**Work required:** The task calls for every line of the data to be repeated exactly.
+++ Dataset excerpts +++
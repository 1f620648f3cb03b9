//! Structural pass: marker stream to [`ParseNode`] tree

use super::ir::ParseNode;
use crate::mml::ast::{Attributes, NodeKind};
use crate::mml::token::{Marker, TokenStream};

/// An open node waiting for its closer
enum Frame {
    Container {
        id: Option<String>,
        attributes: Attributes,
        children: Vec<ParseNode>,
    },
    Content {
        id: Option<String>,
        attributes: Attributes,
        text: String,
    },
}

impl Frame {
    fn open(kind: NodeKind, id: Option<String>, attributes: Attributes) -> Self {
        match kind {
            NodeKind::Container => Frame::Container {
                id,
                attributes,
                children: Vec::new(),
            },
            NodeKind::Content => Frame::Content {
                id,
                attributes,
                text: String::new(),
            },
        }
    }

    fn into_node(self) -> ParseNode {
        match self {
            Frame::Container {
                id,
                attributes,
                children,
            } => ParseNode::Container {
                id,
                attributes,
                children,
            },
            Frame::Content {
                id,
                attributes,
                text,
            } => ParseNode::Content {
                id,
                attributes,
                text,
            },
        }
    }
}

struct Builder {
    top: Vec<ParseNode>,
    stack: Vec<Frame>,
}

impl Builder {
    fn siblings(&mut self) -> &mut Vec<ParseNode> {
        for frame in self.stack.iter_mut().rev() {
            if let Frame::Container { children, .. } = frame {
                return children;
            }
        }
        &mut self.top
    }

    fn push_text(&mut self, raw: &str) {
        if let Some(Frame::Content { text, .. }) = self.stack.last_mut() {
            text.push_str(raw);
            return;
        }
        let siblings = self.siblings();
        match siblings.last_mut() {
            Some(ParseNode::Loose(run)) => run.push_str(raw),
            _ => siblings.push(ParseNode::Loose(raw.to_string())),
        }
    }

    fn close_top(&mut self) {
        if let Some(frame) = self.stack.pop() {
            let node = frame.into_node();
            self.siblings().push(node);
        }
    }

    /// Content nodes cannot hold structure: any structural marker ends one
    fn close_open_content(&mut self, reason: &str) {
        if let Some(Frame::Content { id, .. }) = self.stack.last() {
            log::debug!(
                target: "mml.autofix",
                "implicitly closing content node {} ({reason})",
                id.as_deref().unwrap_or("<unnamed>")
            );
            self.close_top();
        }
    }

    fn open(&mut self, kind: NodeKind, id: Option<String>, attributes: Attributes) {
        self.close_open_content("structural marker inside content");
        self.stack.push(Frame::open(kind, id, attributes));
    }

    fn close(&mut self, kind: NodeKind, raw: &str) {
        match kind {
            NodeKind::Content => {
                if matches!(self.stack.last(), Some(Frame::Content { .. })) {
                    self.close_top();
                } else {
                    log::debug!(target: "mml.autofix", "dropping stray closer {raw:?}");
                }
            }
            NodeKind::Container => {
                self.close_open_content("container closer");
                if self.stack.is_empty() {
                    log::debug!(target: "mml.autofix", "dropping stray closer {raw:?}");
                } else {
                    self.close_top();
                }
            }
        }
    }

    fn finish(mut self) -> Vec<ParseNode> {
        if !self.stack.is_empty() {
            log::debug!(
                target: "mml.autofix",
                "closing {} node(s) left open at end of input",
                self.stack.len()
            );
        }
        while !self.stack.is_empty() {
            self.close_top();
        }
        self.top
    }
}

/// Build the raw nesting of a token stream. Never fails.
pub fn build_ir(stream: &TokenStream) -> Vec<ParseNode> {
    let mut builder = Builder {
        top: Vec::new(),
        stack: Vec::new(),
    };

    for (marker, raw) in stream.iter_with_text() {
        match marker {
            Marker::Open {
                kind,
                id,
                attributes,
            } => builder.open(*kind, id.clone(), attributes.clone()),
            Marker::Close(kind) => builder.close(*kind, raw),
            Marker::FragmentOpen(_) | Marker::FragmentClose(_) | Marker::Text => {
                builder.push_text(raw)
            }
        }
    }

    let nodes = builder.finish();
    log::debug!(target: "mml.parsing", "structural pass: {} top level node(s)", nodes.len());
    nodes
}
+++
**Answer below:**
repository 1f620648f3cb03b9
//! Structural pass: marker stream to [`ParseNode`] tree

use super::ir::ParseNode;
use crate::mml::ast::{Attributes, NodeKind};
use crate::mml::token::{Marker, TokenStream};

/// An open node waiting for its closer
enum Frame {
    Container {
        id: Option<String>,
        attributes: Attributes,
        children: Vec<ParseNode>,
    },
    Content {
        id: Option<String>,
        attributes: Attributes,
        text: String,
    },
}

impl Frame {
    fn open(kind: NodeKind, id: Option<String>, attributes: Attributes) -> Self {
        match kind {
            NodeKind::Container => Frame::Container {
                id,
                attributes,
                children: Vec::new(),
            },
            NodeKind::Content => Frame::Content {
                id,
                attributes,
                text: String::new(),
            },
        }
    }

    fn into_node(self) -> ParseNode {
        match self {
            Frame::Container {
                id,
                attributes,
                children,
            } => ParseNode::Container {
                id,
                attributes,
                children,
            },
            Frame::Content {
                id,
                attributes,
                text,
            } => ParseNode::Content {
                id,
                attributes,
                text,
            },
        }
    }
}

struct Builder {
    top: Vec<ParseNode>,
    stack: Vec<Frame>,
}

impl Builder {
    fn siblings(&mut self) -> &mut Vec<ParseNode> {
        for frame in self.stack.iter_mut().rev() {
            if let Frame::Container { children, .. } = frame {
                return children;
            }
        }
        &mut self.top
    }

    fn push_text(&mut self, raw: &str) {
        if let Some(Frame::Content { text, .. }) = self.stack.last_mut() {
            text.push_str(raw);
            return;
        }
        let siblings = self.siblings();
        match siblings.last_mut() {
            Some(ParseNode::Loose(run)) => run.push_str(raw),
            _ => siblings.push(ParseNode::Loose(raw.to_string())),
        }
    }

    fn close_top(&mut self) {
        if let Some(frame) = self.stack.pop() {
            let node = frame.into_node();
            self.siblings().push(node);
        }
    }

    /// Content nodes cannot hold structure: any structural marker ends one
    fn close_open_content(&mut self, reason: &str) {
        if let Some(Frame::Content { id, .. }) = self.stack.last() {
            log::debug!(
                target: "mml.autofix",
                "implicitly closing content node {} ({reason})",
                id.as_deref().unwrap_or("<unnamed>")
            );
            self.close_top();
        }
    }

    fn open(&mut self, kind: NodeKind, id: Option<String>, attributes: Attributes) {
        self.close_open_content("structural marker inside content");
        self.stack.push(Frame::open(kind, id, attributes));
    }

    fn close(&mut self, kind: NodeKind, raw: &str) {
        match kind {
            NodeKind::Content => {
                if matches!(self.stack.last(), Some(Frame::Content { .. })) {
                    self.close_top();
                } else {
                    log::debug!(target: "mml.autofix", "dropping stray closer {raw:?}");
                }
            }
            NodeKind::Container => {
                self.close_open_content("container closer");
                if self.stack.is_empty() {
                    log::debug!(target: "mml.autofix", "dropping stray closer {raw:?}");
                } else {
                    self.close_top();
                }
            }
        }
    }

    fn finish(mut self) -> Vec<ParseNode> {
        if !self.stack.is_empty() {
            log::debug!(
                target: "mml.autofix",
                "closing {} node(s) left open at end of input",
                self.stack.len()
            );
        }
        while !self.stack.is_empty() {
            self.close_top();
        }
        self.top
    }
}

/// Build the raw nesting of a token stream. Never fails.
pub fn build_ir(stream: &TokenStream) -> Vec<ParseNode> {
    let mut builder = Builder {
        top: Vec::new(),
        stack: Vec::new(),
    };

    for (marker, raw) in stream.iter_with_text() {
        match marker {
            Marker::Open {
                kind,
                id,
                attributes,
            } => builder.open(*kind, id.clone(), attributes.clone()),
            Marker::Close(kind) => builder.close(*kind, raw),
            Marker::FragmentOpen(_) | Marker::FragmentClose(_) | Marker::Text => {
                builder.push_text(raw)
            }
        }
    }

    let nodes = builder.finish();
    log::debug!(target: "mml.parsing", "structural pass: {} top level node(s)", nodes.len());
    nodes
}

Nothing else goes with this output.